Segment Open
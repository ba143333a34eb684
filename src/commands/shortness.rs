use serenity::all::{
    CommandInteraction, CommandOptionType, Context, CreateCommand, CreateCommandOption,
    ResolvedOption,
};

use crate::commands::{argument, respond_with, string_option, Layout, LookupError, Passage, SENTENCES};
use crate::config::ConfigSettings;
use crate::library::{random_key, Library};
use crate::reference::{key_to_roman, normalize_key};

const TITLE: &str = "`On the shortness of life`";

pub async fn run(
    options: &[ResolvedOption<'_>],
    ctx: &Context,
    cmd: &CommandInteraction,
    library: &Library,
    config: &ConfigSettings,
) {
    let looked_up = resolve(library, string_option(options, "chapter"));
    respond_with(looked_up, ctx, cmd, library, config).await;
}

pub fn resolve(library: &Library, chapter: Option<&str>) -> Result<Passage, LookupError> {
    let chapter = match argument(chapter) {
        Some(raw) => normalize_key(raw),
        None => random_key(&library.shortness).ok_or(LookupError::Empty(TITLE))?,
    };
    let Some(text) = library.shortness.get(&chapter) else {
        return Err(LookupError::NoChapter { chapter, title: TITLE });
    };

    let roman = key_to_roman(&chapter);
    Ok(Passage {
        title: format!("On the shortness of life: Chapter {}", roman),
        text: text.clone(),
        url: format!("{}/Chapter_{}", library.work_url("seneca", "shortness"), roman),
        author: "seneca",
        color: 0x00FFFF,
        thumbnail: false,
        delimiters: SENTENCES,
        layout: Layout::Stacked,
    })
}

pub fn register() -> CreateCommand {
    CreateCommand::new("shortness")
        .description("On the shortness of life by Seneca (Basore's translation)")
        .add_option(CreateCommandOption::new(
            CommandOptionType::String,
            "chapter",
            "Chapter number, e.g. 13. Leave empty for a random chapter",
        ))
        .dm_permission(true)
}
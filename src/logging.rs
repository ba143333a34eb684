// Console logging macros. Each line is stamped with local time and coloured by severity.

#[macro_export]
macro_rules! yay {
    ($($arg:tt)*) => {{
        println!(
            "{}[{}] {}+ {}",
            ::better_term::Color::White,
            ::chrono::Local::now().format("%Y-%m-%d %H:%M:%S"),
            ::better_term::Color::Green,
            format!($($arg)*)
        );
        ::better_term::flush_styles();
    }};
}

#[macro_export]
macro_rules! say {
    ($($arg:tt)*) => {{
        println!(
            "{}[{}] {}> {}",
            ::better_term::Color::White,
            ::chrono::Local::now().format("%Y-%m-%d %H:%M:%S"),
            ::better_term::Color::Cyan,
            format!($($arg)*)
        );
        ::better_term::flush_styles();
    }};
}

#[macro_export]
macro_rules! hey {
    ($($arg:tt)*) => {{
        println!(
            "{}[{}] {}! {}",
            ::better_term::Color::White,
            ::chrono::Local::now().format("%Y-%m-%d %H:%M:%S"),
            ::better_term::Color::Yellow,
            format!($($arg)*)
        );
        ::better_term::flush_styles();
    }};
}

#[macro_export]
macro_rules! nay {
    ($($arg:tt)*) => {{
        eprintln!(
            "{}[{}] {}x {}",
            ::better_term::Color::White,
            ::chrono::Local::now().format("%Y-%m-%d %H:%M:%S"),
            ::better_term::Color::Red,
            format!($($arg)*)
        );
        ::better_term::flush_styles();
    }};
}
Segment Closed
→ INSTRUCTIONS FOR THE TASK: Copy task. Give back the whole listing exactly as written.

→ RESPONSE TO THIS EXERCISE:
repository ba143333a34eb684
filename src/commands/shortness.rs
use serenity::all::{
    CommandInteraction, CommandOptionType, Context, CreateCommand, CreateCommandOption,
    ResolvedOption,
};

use crate::commands::{argument, respond_with, string_option, Layout, LookupError, Passage, SENTENCES};
use crate::config::ConfigSettings;
use crate::library::{random_key, Library};
use crate::reference::{key_to_roman, normalize_key};

const TITLE: &str = "`On the shortness of life`";

pub async fn run(
    options: &[ResolvedOption<'_>],
    ctx: &Context,
    cmd: &CommandInteraction,
    library: &Library,
    config: &ConfigSettings,
) {
    let looked_up = resolve(library, string_option(options, "chapter"));
    respond_with(looked_up, ctx, cmd, library, config).await;
}

pub fn resolve(library: &Library, chapter: Option<&str>) -> Result<Passage, LookupError> {
    let chapter = match argument(chapter) {
        Some(raw) => normalize_key(raw),
        None => random_key(&library.shortness).ok_or(LookupError::Empty(TITLE))?,
    };
    let Some(text) = library.shortness.get(&chapter) else {
        return Err(LookupError::NoChapter { chapter, title: TITLE });
    };

    let roman = key_to_roman(&chapter);
    Ok(Passage {
        title: format!("On the shortness of life: Chapter {}", roman),
        text: text.clone(),
        url: format!("{}/Chapter_{}", library.work_url("seneca", "shortness"), roman),
        author: "seneca",
        color: 0x00FFFF,
        thumbnail: false,
        delimiters: SENTENCES,
        layout: Layout::Stacked,
    })
}

pub fn register() -> CreateCommand {
    CreateCommand::new("shortness")
        .description("On the shortness of life by Seneca (Basore's translation)")
        .add_option(CreateCommandOption::new(
            CommandOptionType::String,
            "chapter",
            "Chapter number, e.g. 13. Leave empty for a random chapter",
        ))
        .dm_permission(true)
}
filename src/logging.rs
repository ba143333a34eb684
// Console logging macros. Each line is stamped with local time and coloured by severity.

#[macro_export]
macro_rules! yay {
    ($($arg:tt)*) => {{
        println!(
            "{}[{}] {}+ {}",
            ::better_term::Color::White,
            ::chrono::Local::now().format("%Y-%m-%d %H:%M:%S"),
            ::better_term::Color::Green,
            format!($($arg)*)
        );
        ::better_term::flush_styles();
    }};
}

#[macro_export]
macro_rules! say {
    ($($arg:tt)*) => {{
        println!(
            "{}[{}] {}> {}",
            ::better_term::Color::White,
            ::chrono::Local::now().format("%Y-%m-%d %H:%M:%S"),
            ::better_term::Color::Cyan,
            format!($($arg)*)
        );
        ::better_term::flush_styles();
    }};
}

#[macro_export]
macro_rules! hey {
    ($($arg:tt)*) => {{
        println!(
            "{}[{}] {}! {}",
            ::better_term::Color::White,
            ::chrono::Local::now().format("%Y-%m-%d %H:%M:%S"),
            ::better_term::Color::Yellow,
            format!($($arg)*)
        );
        ::better_term::flush_styles();
    }};
}

#[macro_export]
macro_rules! nay {
    ($($arg:tt)*) => {{
        eprintln!(
            "{}[{}] {}x {}",
            ::better_term::Color::White,
            ::chrono::Local::now().format("%Y-%m-%d %H:%M:%S"),
            ::better_term::Color::Red,
            format!($($arg)*)
        );
        ::better_term::flush_styles();
    }};
}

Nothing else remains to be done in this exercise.